A: Please review that section of your Summary Plan Document.
Q: Why were my claims denied when I just received the letter requesting the information?
A: Until Anthem has received the information necessary to process your claims; Anthem is required to make a claim determination on the information available to it at that time.
Q: What is the confirmation letter that the call center specialists send out for confirming the injury information received via phone call?
A: This letter is written verification that you identified via telephone your treatment rendered was not a result of an injury that was the responsibility of a third party, auto insurance carrier, or worker’s compensation insurance carrier.
Q: What is meant by medical necessity?
A: Please see the definition section of your medical plan Summary Plan Description
Q: How do I obtain a new ID card?
A: You can request one from this website (See Tab “Employees “) if your employer has authorized that access, or you can contact your Human Resources Department.
Q: Is a referral needed from my Primary Care Physician? (This is confusing for a participant coming from an HMO Plan).
A: As a general rule, a Primary Care Physician referral for Specialty Care services is a requirement of HMO plans. Your current plan is not an HMO therefore, you will need to review your Summary Plan Description for precertification requirements for Specialty Care.
Q: How do I file a claim?
A: Ask your provider to send the claim to the address on the back of your medical ID Card.
Q: Who should I call if I don’t understand how a claim was processed?
A: Please contact your dedicated Claims Associate as identified on your Explanation of Benefits.
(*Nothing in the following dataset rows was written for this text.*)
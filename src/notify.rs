use std::sync::Arc;
use std::time::Duration;

use async_trait::async_trait;
use chrono::{NaiveDate, NaiveTime};
use dashmap::DashMap;
use serde::Serialize;
use tokio::sync::broadcast;
use tracing::{info, warn};
use ulid::Ulid;

use crate::model::Reservation;

const CHANNEL_CAPACITY: usize = 256;

/// First retry delay; doubles per attempt.
const RETRY_BASE_DELAY: Duration = Duration::from_millis(200);

#[derive(Debug)]
pub enum NotifyError {
    /// Every subscriber of the branch channel has gone away.
    Closed(Ulid),
    Encode(String),
    Transport(String),
}

impl std::fmt::Display for NotifyError {
    fn fmt(&self, f: &mut std::fmt::Formatter<'_>) -> std::fmt::Result {
        match self {
            NotifyError::Closed(branch) => write!(f, "no live subscribers for branch {branch}"),
            NotifyError::Encode(e) => write!(f, "encode error: {e}"),
            NotifyError::Transport(e) => write!(f, "transport error: {e}"),
        }
    }
}

impl std::error::Error for NotifyError {}

/// Outbound confirmation channel (email gateway, SMS, message bus, ...).
#[async_trait]
pub trait ConfirmationSender: Send + Sync {
    async fn send_confirmation(&self, reservation: &Reservation) -> Result<(), NotifyError>;
}

/// What a subscriber receives for each new reservation.
#[derive(Debug, Clone, PartialEq, Eq, Serialize)]
pub struct ConfirmationNotice {
    pub confirmation_id: String,
    pub branch_id: Ulid,
    pub table_id: Option<Ulid>,
    pub customer_name: String,
    pub email: Option<String>,
    pub date: NaiveDate,
    pub time: NaiveTime,
    pub guests: u32,
    pub status: &'static str,
}

impl From<&Reservation> for ConfirmationNotice {
    fn from(r: &Reservation) -> Self {
        Self {
            confirmation_id: r.confirmation_id.clone(),
            branch_id: r.branch_id,
            table_id: r.table_id,
            customer_name: r.customer.name.clone(),
            email: r.customer.email.clone(),
            date: r.date,
            time: r.time,
            guests: r.guests,
            status: r.status.as_str(),
        }
    }
}

/// In-process broadcast hub: one channel per branch carrying JSON notices.
pub struct NotifyHub {
    channels: DashMap<Ulid, broadcast::Sender<String>>,
}

impl Default for NotifyHub {
    fn default() -> Self {
        Self::new()
    }
}

impl NotifyHub {
    pub fn new() -> Self {
        Self {
            channels: DashMap::new(),
        }
    }

    /// Subscribe to confirmations for a branch. Creates the channel if needed.
    pub fn subscribe(&self, branch_id: Ulid) -> broadcast::Receiver<String> {
        let sender = self
            .channels
            .entry(branch_id)
            .or_insert_with(|| broadcast::channel(CHANNEL_CAPACITY).0);
        sender.subscribe()
    }
}

#[async_trait]
impl ConfirmationSender for NotifyHub {
    /// No-op if nobody ever subscribed to the branch.
    async fn send_confirmation(&self, reservation: &Reservation) -> Result<(), NotifyError> {
        let Some(sender) = self.channels.get(&reservation.branch_id) else {
            return Ok(());
        };
        let payload = serde_json::to_string(&ConfirmationNotice::from(reservation))
            .map_err(|e| NotifyError::Encode(e.to_string()))?;
        sender
            .send(payload)
            .map(|_| ())
            .map_err(|_| NotifyError::Closed(reservation.branch_id))
    }
}

/// Hands confirmations to a sender off the booking path.
#[derive(Clone)]
pub struct Notifier {
    sender: Arc<dyn ConfirmationSender>,
    attempts: u32,
}

impl Notifier {
    pub fn new(sender: Arc<dyn ConfirmationSender>, attempts: u32) -> Self {
        Self {
            sender,
            attempts: attempts.max(1),
        }
    }

    /// Fire-and-forget: the booking is already committed, so failures are
    /// only logged and counted.
    pub fn dispatch(&self, reservation: Reservation) -> tokio::task::JoinHandle<bool> {
        let sender = self.sender.clone();
        let attempts = self.attempts;
        tokio::spawn(async move { deliver(sender.as_ref(), &reservation, attempts).await })
    }
}

async fn deliver(sender: &dyn ConfirmationSender, reservation: &Reservation, attempts: u32) -> bool {
    let mut delay = RETRY_BASE_DELAY;
    for attempt in 1..=attempts {
        match sender.send_confirmation(reservation).await {
            Ok(()) => {
                info!("confirmation sent for {}", reservation.confirmation_id);
                return true;
            }
            Err(e) if attempt < attempts => {
                warn!(
                    "confirmation for {} failed (attempt {attempt}/{attempts}): {e}",
                    reservation.confirmation_id
                );
                tokio::time::sleep(delay).await;
                delay *= 2;
            }
            Err(e) => {
                warn!(
                    "giving up on confirmation for {}: {e}",
                    reservation.confirmation_id
                );
            }
        }
    }
    metrics::counter!(crate::observability::NOTIFICATIONS_FAILED_TOTAL).increment(1);
    false
}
Q: How are claims for pre-existing conditions handled?
A: Please see the pre-existing condition section of your medical Summary Plan Description.
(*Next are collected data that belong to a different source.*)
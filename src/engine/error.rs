use ulid::Ulid;

#[derive(Debug, Clone, PartialEq, Eq)]
pub enum EngineError {
    /// Bad input on a named field (party size, past date, seats, ...).
    Validation {
        field: &'static str,
        message: String,
    },
    /// The table already holds an overlapping booking.
    Conflict {
        table_id: Ulid,
        reservation_id: Ulid,
    },
    NotFound(String),
    /// No active table on the branch seats a party this large.
    NoSuitableTables {
        guests: u32,
    },
    AlreadyExists(Ulid),
    LimitExceeded(&'static str),
    WalError(String),
    Internal(String),
}

impl EngineError {
    pub fn validation(field: &'static str, message: impl Into<String>) -> Self {
        EngineError::Validation {
            field,
            message: message.into(),
        }
    }

    pub fn not_found(kind: &str, key: impl std::fmt::Display) -> Self {
        EngineError::NotFound(format!("{kind} {key}"))
    }
}

impl std::fmt::Display for EngineError {
    fn fmt(&self, f: &mut std::fmt::Formatter<'_>) -> std::fmt::Result {
        match self {
            EngineError::Validation { field, message } => write!(f, "invalid {field}: {message}"),
            EngineError::Conflict {
                table_id,
                reservation_id,
            } => write!(
                f,
                "table {table_id} is already booked for that time (reservation {reservation_id})"
            ),
            EngineError::NotFound(what) => write!(f, "not found: {what}"),
            EngineError::NoSuitableTables { guests } => {
                write!(f, "no suitable tables found for a party of {guests}")
            }
            EngineError::AlreadyExists(id) => write!(f, "already exists: {id}"),
            EngineError::LimitExceeded(msg) => write!(f, "limit exceeded: {msg}"),
            EngineError::WalError(e) => write!(f, "WAL error: {e}"),
            EngineError::Internal(e) => write!(f, "internal error: {e}"),
        }
    }
}

impl std::error::Error for EngineError {}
Q: What if I have expenses for an accident or illness that may be payable by worker’s compensation, car insurance or a party I intend to sue?
A: If you have a claim that you believe may be covered by worker’s compensation you should contact your employer immediately. If you have car insurance or other insurance that may cover your medical expenses, forward the claims to Anthem so we make a determination whether the expenses are covered as well. Please notify Anthem’s Subrogation Department if you intend to file a lawsuit against someone regarding injuries or illnesses for which you have submitted medical, dental, or short-term disability claims to Anthem.
Q: Are all prescription drugs covered under health care plans?
A: No. You will need to review the Limitation and Exclusion Section of your medical Summary Plan Description. If you are having prescriptions filled at a pharmacy and you are using a drug card issued by a major pharmacy benefit manager such as Systemed, Restat, or Walgreen’s, your pharmacist should be able to tell you whether your prescription is covered.
Q: Do I need precertification?
A: Please see the Managed Care section of your Summary Plan Description.
Q: Will my health benefit plan claim payment be reduced if I do not precertify?
A: Every health plan may be different. Failure to precertify could result in benefits being reduced. You should read your medical Summary Plan Description carefully and refer to this document to determine how benefits could be affected.
Q: Does pre-admission certification guarantee coverage?
A: No, pre-admission certification does not guarantee payment of benefits. Call your claims administrator for information regarding your coverage.
Q: If my pharmacist has a problem processing my prescription, what should we do?
A: Depending upon the design of your benefit plan, you may receive a separate Identification card for your prescription drug benefits. If so, your pharmacist should contact the telephone number on the back of your Identification card. If you received a single Identification card for both medical and prescription drug services, the information on the back of the Identification card will direct the pharmacist as to where he/she can call for assistance.